Resolution Conversion (Resize)

Resolution Conversion is the method used to resize the source image to the size of the destination image. Different types of interpolation techniques can be used in resize function, namely: Nearest-neighbor, Bilinear, and Area interpolation.

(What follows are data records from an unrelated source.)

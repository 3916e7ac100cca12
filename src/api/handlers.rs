//! API request handlers
//!
//! All handlers return `Response` via [`ApiResponse::ok`] or [`ApiErrorResponse`].
//! Body and query rejections are mapped into the same error envelope.

use std::sync::Arc;

use axum::extract::rejection::{JsonRejection, QueryRejection};
use axum::extract::{Query, State};
use axum::response::Response;
use axum::Json;
use chrono::{DateTime, Utc};
use serde::{Deserialize, Serialize};
use tracing::{error, info};

use super::envelope::{ApiErrorResponse, ApiResponse};
use crate::asset_health::{AssetHealthModel, Vibration};
use crate::config::AssetInfo;
use crate::context::{ContextField, ContextSnapshot, ReadingSource, SharedContext};
use crate::narrative::{NarrativeGenerator, SopDocument, TemplateGenerator};
use crate::types::TelemetryPayload;
use crate::views::{self, Pillar, TwinMode};

/// Shared state for API handlers
#[derive(Clone)]
pub struct DashboardState {
    /// Process-wide dashboard context
    pub context: Arc<SharedContext>,
    /// Asset health model with the deployment's physics constants
    pub model: AssetHealthModel,
    /// Backend for SOP and X-Matrix text
    pub generator: Arc<dyn NarrativeGenerator>,
    /// Monitored asset
    pub asset: AssetInfo,
    /// A telemetry feed is running
    pub live: bool,
}

impl DashboardState {
    pub fn new(
        context: Arc<SharedContext>,
        model: AssetHealthModel,
        generator: Arc<dyn NarrativeGenerator>,
        asset: AssetInfo,
    ) -> Self {
        Self {
            context,
            model,
            generator,
            asset,
            live: false,
        }
    }

    /// State built from the global config with the template generator.
    pub fn from_config(context: Arc<SharedContext>) -> Self {
        Self::new(
            context,
            AssetHealthModel::from_config(),
            Arc::new(TemplateGenerator::new()),
            crate::config::get().asset.clone(),
        )
    }

    pub fn with_live(mut self, live: bool) -> Self {
        self.live = live;
        self
    }
}

// ============================================================================
// Request / response types
// ============================================================================

#[derive(Debug, Deserialize)]
pub struct SetVibrationRequest {
    pub vibration: f64,
}

#[derive(Debug, Deserialize)]
pub struct EvaluateQuery {
    /// Reading to evaluate; the current context reading when absent
    pub vibration: Option<f64>,
}

#[derive(Debug, Deserialize)]
pub struct StrategyQuery {
    pub pillar: Option<String>,
}

#[derive(Debug, Deserialize)]
pub struct TwinQuery {
    pub mode: Option<TwinMode>,
}

#[derive(Debug, Serialize)]
pub struct HealthResponse {
    pub status: &'static str,
    pub version: &'static str,
    pub asset_id: String,
    pub live: bool,
    pub generator: &'static str,
}

#[derive(Debug, Serialize)]
pub struct SopResponse {
    pub sop: SopDocument,
    pub markdown: String,
}

#[derive(Debug, Serialize)]
pub struct TelemetryLatestResponse {
    pub live: bool,
    pub source: ReadingSource,
    pub payload: TelemetryPayload,
    pub updated_at: DateTime<Utc>,
}

// ============================================================================
// Handlers
// ============================================================================

/// GET /health
pub async fn health_check(State(state): State<DashboardState>) -> Response {
    ApiResponse::ok(HealthResponse {
        status: "ok",
        version: env!("CARGO_PKG_VERSION"),
        asset_id: state.asset.id.clone(),
        live: state.live,
        generator: state.generator.generator_name(),
    })
}

/// GET /api/v1/context
pub async fn get_context(State(state): State<DashboardState>) -> Response {
    ApiResponse::ok(state.context.get())
}

/// POST /api/v1/context/vibration  `{"vibration": 0.35}`
pub async fn set_vibration(
    State(state): State<DashboardState>,
    body: Result<Json<SetVibrationRequest>, JsonRejection>,
) -> Response {
    let Json(request) = match body {
        Ok(b) => b,
        Err(rejection) => return ApiErrorResponse::from_json_rejection(&rejection),
    };

    match state.context.set(ContextField::CurrentVibration, request.vibration) {
        Ok(snapshot) => {
            info!(vibration = request.vibration, "Vibration set by operator");
            ApiResponse::ok(snapshot)
        }
        Err(e) => ApiErrorResponse::bad_request(e.to_string()),
    }
}

/// POST /api/v1/context/reset
pub async fn reset_context(State(state): State<DashboardState>) -> Response {
    ApiResponse::ok(state.context.reset())
}

/// GET /api/v1/evaluate?vibration=0.35
pub async fn evaluate(
    State(state): State<DashboardState>,
    query: Result<Query<EvaluateQuery>, QueryRejection>,
) -> Response {
    let Query(q) = match query {
        Ok(q) => q,
        Err(rejection) => return ApiErrorResponse::from_query_rejection(&rejection),
    };

    let vibration = match q.vibration {
        Some(raw) => match Vibration::new(raw) {
            Ok(v) => v,
            Err(e) => return ApiErrorResponse::bad_request(e.to_string()),
        },
        None => state.context.get().current_vibration,
    };

    ApiResponse::ok(state.model.evaluate_reading(vibration))
}

/// GET /api/v1/strategy?pillar=sustainability
pub async fn get_strategy(
    State(state): State<DashboardState>,
    query: Result<Query<StrategyQuery>, QueryRejection>,
) -> Response {
    let Query(q) = match query {
        Ok(q) => q,
        Err(rejection) => return ApiErrorResponse::from_query_rejection(&rejection),
    };

    let pillar = match q.pillar.as_deref().map(str::parse::<Pillar>) {
        None => Pillar::Sustainability,
        Some(Ok(p)) => p,
        Some(Err(msg)) => return ApiErrorResponse::bad_request(msg),
    };

    let snapshot = state.context.get();
    ApiResponse::ok(views::build_strategy_view(
        pillar,
        &snapshot,
        &state.model,
        &state.asset.plant,
    ))
}

/// POST /api/v1/strategy/x-matrix
pub async fn generate_x_matrix(State(state): State<DashboardState>) -> Response {
    match state.generator.generate_x_matrix().await {
        Ok(matrix) => ApiResponse::ok(matrix),
        Err(e) => {
            error!(generator = state.generator.generator_name(), error = %e, "X-Matrix generation failed");
            ApiErrorResponse::internal(format!("X-Matrix generation failed: {e}"))
        }
    }
}

/// GET /api/v1/twin?mode=manual|live
///
/// Renders and commits the updated carbon waste under one context update.
pub async fn get_twin(
    State(state): State<DashboardState>,
    query: Result<Query<TwinQuery>, QueryRejection>,
) -> Response {
    let Query(q) = match query {
        Ok(q) => q,
        Err(rejection) => return ApiErrorResponse::from_query_rejection(&rejection),
    };
    let mode = q
        .mode
        .unwrap_or(if state.live { TwinMode::Live } else { TwinMode::Manual });

    let (result, rendered) = {
        let mut rng = rand::thread_rng();
        let mut rendered = None;
        let result = state.context.update(|snapshot: &ContextSnapshot| {
            let (view, next) = views::render_twin(
                snapshot,
                &state.model,
                &state.asset.id,
                mode,
                Utc::now(),
                &mut rng,
            )?;
            rendered = Some(view);
            Ok(next)
        });
        (result, rendered)
    };

    match (result, rendered) {
        (Ok(_), Some(view)) => ApiResponse::ok(view),
        (Err(e), _) => ApiErrorResponse::internal(format!("Digital twin render failed: {e}")),
        (Ok(_), None) => ApiErrorResponse::internal("Digital twin produced no view"),
    }
}

/// GET /api/v1/rca
pub async fn get_rca(State(state): State<DashboardState>) -> Response {
    let snapshot = state.context.get();
    ApiResponse::ok(views::build_rca_view(&snapshot, &state.model, &state.asset.id))
}

/// POST /api/v1/rca/sop
pub async fn generate_sop(State(state): State<DashboardState>) -> Response {
    let snapshot = state.context.get();
    match views::generate_sop(&snapshot, &state.model, state.generator.as_ref(), &state.asset.id).await {
        Ok(Some(sop)) => {
            let markdown = sop.to_markdown();
            ApiResponse::ok(SopResponse { sop, markdown })
        }
        Ok(None) => ApiErrorResponse::conflict(format!(
            "Asset #{} is operating within normal parameters; no SOP required",
            state.asset.id
        )),
        Err(e) => {
            error!(generator = state.generator.generator_name(), error = %e, "SOP generation failed");
            ApiErrorResponse::internal(format!("SOP generation failed: {e}"))
        }
    }
}

/// GET /api/v1/telemetry/latest
pub async fn get_latest_telemetry(State(state): State<DashboardState>) -> Response {
    let snapshot = state.context.get();
    match snapshot.last_payload {
        Some(payload) => ApiResponse::ok(TelemetryLatestResponse {
            live: state.live,
            source: snapshot.source,
            payload,
            updated_at: snapshot.updated_at,
        }),
        None => ApiErrorResponse::not_found("No telemetry received yet"),
    }
}
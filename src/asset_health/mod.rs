//! Asset health module - vibration classification and energy impact
//!
//! Converts a single vibration reading into the fault classification,
//! efficiency, power and emissions figures the dashboard views display.
//! Everything here is pure and reentrant.

mod model;
mod reference;

pub use model::AssetHealthModel;
pub use reference::{fmea_table, spectral_buckets};

use serde::{Deserialize, Serialize};
use thiserror::Error;

use crate::config::defaults::DEFAULT_VIBRATION_RMS;
use crate::types::FaultClassification;

/// ISO 10816 alarm limit (in/s RMS). Readings above it are WARNING or worse.
pub const ALARM_THRESHOLD_RMS: f64 = 0.3;

/// Readings above this are CRITICAL (in/s RMS).
pub const CRITICAL_THRESHOLD_RMS: f64 = 0.5;

/// Vibration at which efficiency starts to degrade (in/s RMS).
pub const DEGRADATION_ONSET_RMS: f64 = 0.15;

/// Efficiency lost per in/s RMS above the onset.
pub const DEGRADATION_SLOPE: f64 = 0.4;

/// Efficiency never drops below this, which keeps power estimates finite.
pub const EFFICIENCY_FLOOR: f64 = 0.40;

/// Errors in asset health evaluation
#[derive(Error, Debug, Clone, PartialEq)]
pub enum HealthError {
    #[error("Invalid {field}: {value} ({reason})")]
    InvalidInput {
        field: &'static str,
        value: f64,
        reason: &'static str,
    },
}

/// A validated vibration reading in in/s RMS.
///
/// Construction rejects negative and non-finite values, so every model
/// function that takes a `Vibration` is total.
#[derive(Debug, Clone, Copy, PartialEq, PartialOrd, Serialize, Deserialize)]
#[serde(try_from = "f64", into = "f64")]
pub struct Vibration(f64);

impl Vibration {
    /// Reading a fresh context starts from.
    pub const DEFAULT: Self = Self(DEFAULT_VIBRATION_RMS);

    pub fn new(rms: f64) -> Result<Self, HealthError> {
        if !rms.is_finite() {
            return Err(HealthError::InvalidInput {
                field: "vibration",
                value: rms,
                reason: "must be a finite number",
            });
        }
        if rms < 0.0 {
            return Err(HealthError::InvalidInput {
                field: "vibration",
                value: rms,
                reason: "must be >= 0",
            });
        }
        Ok(Self(rms))
    }

    pub fn rms(self) -> f64 {
        self.0
    }

    /// Above the ISO 10816 alarm limit.
    pub fn is_alarm(self) -> bool {
        classify(self).is_alarm()
    }
}

impl TryFrom<f64> for Vibration {
    type Error = HealthError;

    fn try_from(value: f64) -> Result<Self, Self::Error> {
        Self::new(value)
    }
}

impl From<Vibration> for f64 {
    fn from(v: Vibration) -> Self {
        v.0
    }
}

impl std::fmt::Display for Vibration {
    fn fmt(&self, f: &mut std::fmt::Formatter<'_>) -> std::fmt::Result {
        write!(f, "{}", self.0)
    }
}

/// Classify a reading against the fixed (0.3, 0.5) thresholds.
///
/// Comparisons are strict: exactly 0.3 is NORMAL and exactly 0.5 is WARNING.
pub fn classify(vibration: Vibration) -> FaultClassification {
    let v = vibration.rms();
    if v > CRITICAL_THRESHOLD_RMS {
        FaultClassification::Critical
    } else if v > ALARM_THRESHOLD_RMS {
        FaultClassification::Warning
    } else {
        FaultClassification::Normal
    }
}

The type of interpolation can be passed as a template parameter to the API. The following enumeration types can be used to specify the interpolation type:

  • XF_INTERPOLATION_NN - For Nearest-neighbor interpolation
  • XF_INTERPOLATION_BILINEAR - For Bilinear interpolation
  • XF_INTERPOLATION_AREA - For Area interpolation
Note:Scaling factors greater than or equal to 0.25 are supported in down-scaling and values less than or equal to 8 are supported for up-scaling.

API Syntax

template void xFResize (xF::Mat & _src, xF::Mat & _dst)

Parameter Descriptions

The following table describes the template and the function parameters.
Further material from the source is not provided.